***** Records for this task

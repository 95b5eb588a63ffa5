//! Classifies the reflected module surface and emits the stub text.
//!
//! Emission is a single left-to-right pass over the snapshot. Each entity is
//! resolved against the metadata index through the name registry; entities the
//! index does not know degrade to the docstring-prototype fallback or to the
//! `any` marker, and emission always continues with the next name.

use std::io::Write;

use anyhow::Result;
use tracing::debug;

use crate::index::{MemberDescriptor, MetadataIndex};
use crate::proto::parse_prototype;
use crate::reflect::{ExposedMember, MemberShape, ModuleSnapshot, is_public};
use crate::registry::NameRegistry;
use crate::translate::{TypeTranslator, UNKNOWN};

/// One parameter of an emitted declaration, with the raw native type kept as
/// a trailing comment when it is known.
struct EmittedArg {
    name: String,
    ty: String,
    comment: Option<String>,
}

pub struct StubEmitter<'a, W: Write> {
    out: W,
    module: &'a str,
    index: &'a MetadataIndex,
    registry: &'a NameRegistry,
    translator: &'a TypeTranslator,
}

impl<'a, W: Write> StubEmitter<'a, W> {
    pub fn new(
        out: W,
        module: &'a str,
        index: &'a MetadataIndex,
        registry: &'a NameRegistry,
        translator: &'a TypeTranslator,
    ) -> Self {
        Self {
            out,
            module,
            index,
            registry,
            translator,
        }
    }

    /// Walks the snapshot in reflection order and writes the complete stub.
    pub fn emit_module(&mut self, snapshot: &ModuleSnapshot) -> Result<()> {
        writeln!(self.out, "import numpy")?;

        for member in &snapshot.members {
            if !is_public(&member.name) {
                continue;
            }
            match &member.shape {
                MemberShape::Class { members } => self.emit_class(&member.name, members)?,
                MemberShape::Callable { doc } => {
                    self.emit_callable(self.module, &member.name, doc.as_deref(), "")?;
                    writeln!(self.out)?;
                }
                MemberShape::Attribute | MemberShape::Opaque => {
                    debug!(name = %member.name, "skipping non-class, non-callable entity");
                }
            }
        }

        Ok(())
    }

    fn emit_class(&mut self, name: &str, members: &[ExposedMember]) -> Result<()> {
        writeln!(self.out, "class {name}:")?;

        if let Some(native) = self.registry.exposed_to_native(name)
            && let Some(doc) = self.index.class_doc(native)
            && let Some(brief) = &doc.brief
        {
            writeln!(self.out, "  \"\"\"{brief}\"\"\"")?;
        }

        for member in members {
            if !is_public(&member.name) {
                continue;
            }
            match &member.shape {
                MemberShape::Callable { doc } => {
                    self.emit_callable(name, &member.name, doc.as_deref(), "  ")?;
                }
                MemberShape::Class { .. } | MemberShape::Attribute | MemberShape::Opaque => {
                    self.emit_attribute(name, &member.name)?;
                }
            }
        }

        writeln!(self.out)?;
        Ok(())
    }

    /// Resolves the structured descriptor for `(owner, name)`. The
    /// constructor is documented under the class's own name.
    fn resolve(&self, owner: &str, name: &str) -> Option<&'a MemberDescriptor> {
        let native = self.registry.exposed_to_native(owner)?;
        let key = if name == "__init__" { owner } else { name };
        self.index.member(native, key)
    }

    fn emit_callable(
        &mut self,
        owner: &str,
        name: &str,
        doc: Option<&str>,
        prefix: &str,
    ) -> Result<()> {
        match self.resolve(owner, name) {
            Some(descriptor) => self.emit_structured(owner, name, descriptor, prefix),
            None => self.emit_fallback(name, doc, prefix),
        }
    }

    /// Structured path: declared parameters and return type from the index,
    /// with the documentation body assembled from brief, parameter docs,
    /// remarks, and return description.
    fn emit_structured(
        &mut self,
        owner: &str,
        name: &str,
        descriptor: &MemberDescriptor,
        prefix: &str,
    ) -> Result<()> {
        let mut args: Vec<EmittedArg> = Vec::new();

        if owner != self.module && !descriptor.is_static {
            args.push(EmittedArg {
                name: "self".to_string(),
                ty: owner.to_string(),
                comment: None,
            });
        }

        for param in &descriptor.params {
            let ty = self
                .translator
                .translate(param.ty.as_deref())
                .unwrap_or_else(|| UNKNOWN.to_string());
            args.push(EmittedArg {
                name: param.name.clone(),
                ty,
                comment: param.ty.clone(),
            });
        }

        let returns = descriptor
            .declared_type
            .as_deref()
            .filter(|ty| !ty.is_empty())
            .map_or_else(|| UNKNOWN.to_string(), |ty| self.translator.translate_raw(ty));

        let doc = assemble_doc(descriptor, prefix);

        self.write_def(name, &args, &returns, &doc, prefix, descriptor.is_static)
    }

    /// Fallback path: everything we know comes from the docstring prototype.
    /// Recovered argument types are emitted verbatim and staticness is never
    /// guessed.
    fn emit_fallback(&mut self, name: &str, doc: Option<&str>, prefix: &str) -> Result<()> {
        let proto = parse_prototype(name, doc);
        let args: Vec<EmittedArg> = proto
            .args
            .into_iter()
            .map(|arg| EmittedArg {
                name: arg.name,
                ty: arg.ty,
                comment: None,
            })
            .collect();

        self.write_def(&proto.name, &args, &proto.returns, "", prefix, false)
    }

    fn emit_attribute(&mut self, owner: &str, name: &str) -> Result<()> {
        match self.resolve(owner, name) {
            Some(descriptor) => {
                let ty = self
                    .translator
                    .translate(descriptor.declared_type.as_deref())
                    .unwrap_or_else(|| UNKNOWN.to_string());
                match &descriptor.declared_type {
                    Some(raw) => writeln!(self.out, "  {name}: {ty} # {raw}")?,
                    None => writeln!(self.out, "  {name}: {ty}")?,
                }
                if let Some(brief) = &descriptor.brief {
                    writeln!(self.out, "  \"\"\"{brief}\"\"\"")?;
                }
            }
            None => writeln!(self.out, "  {name}: {UNKNOWN}")?,
        }

        writeln!(self.out)?;
        Ok(())
    }

    fn write_def(
        &mut self,
        name: &str,
        args: &[EmittedArg],
        returns: &str,
        doc: &str,
        prefix: &str,
        is_static: bool,
    ) -> Result<()> {
        if is_static {
            writeln!(self.out, "{prefix}@staticmethod")?;
        }

        writeln!(self.out, "{prefix}def {name}(")?;
        for arg in args {
            write!(self.out, "{prefix}  {}: {},", arg.name, arg.ty)?;
            match &arg.comment {
                Some(comment) => writeln!(self.out, " # {comment}")?,
                None => writeln!(self.out)?,
            }
        }
        writeln!(self.out, "\n{prefix}) -> {returns}:")?;

        let doc = doc.trim();
        if !doc.is_empty() {
            writeln!(self.out, "{prefix}  \"\"\"{doc}\"\"\"")?;
        }
        writeln!(self.out, "{prefix}  ...")?;
        writeln!(self.out)?;
        Ok(())
    }
}

/// Concatenates, in order: brief, one labeled line per documented parameter,
/// remarks, return description. Absent pieces are skipped.
fn assemble_doc(descriptor: &MemberDescriptor, prefix: &str) -> String {
    let mut doc = String::new();

    if let Some(brief) = &descriptor.brief {
        doc.push_str(brief);
        doc.push('\n');
    }
    for param in &descriptor.param_docs {
        doc.push_str(&format!("\n{prefix}  :param {}: {}", param.name, param.desc));
    }
    if let Some(remarks) = &descriptor.remarks {
        doc.push_str(&format!("\n{prefix}  {remarks}"));
    }
    if let Some(returns) = &descriptor.return_doc {
        doc.push_str(&format!("\n{prefix}  :return: {returns}"));
    }

    doc
}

**********

:: Description of the task ::
Please count how many lines in the preceding records hold the word "Opaque", then give only that number.

:: Task response ::
2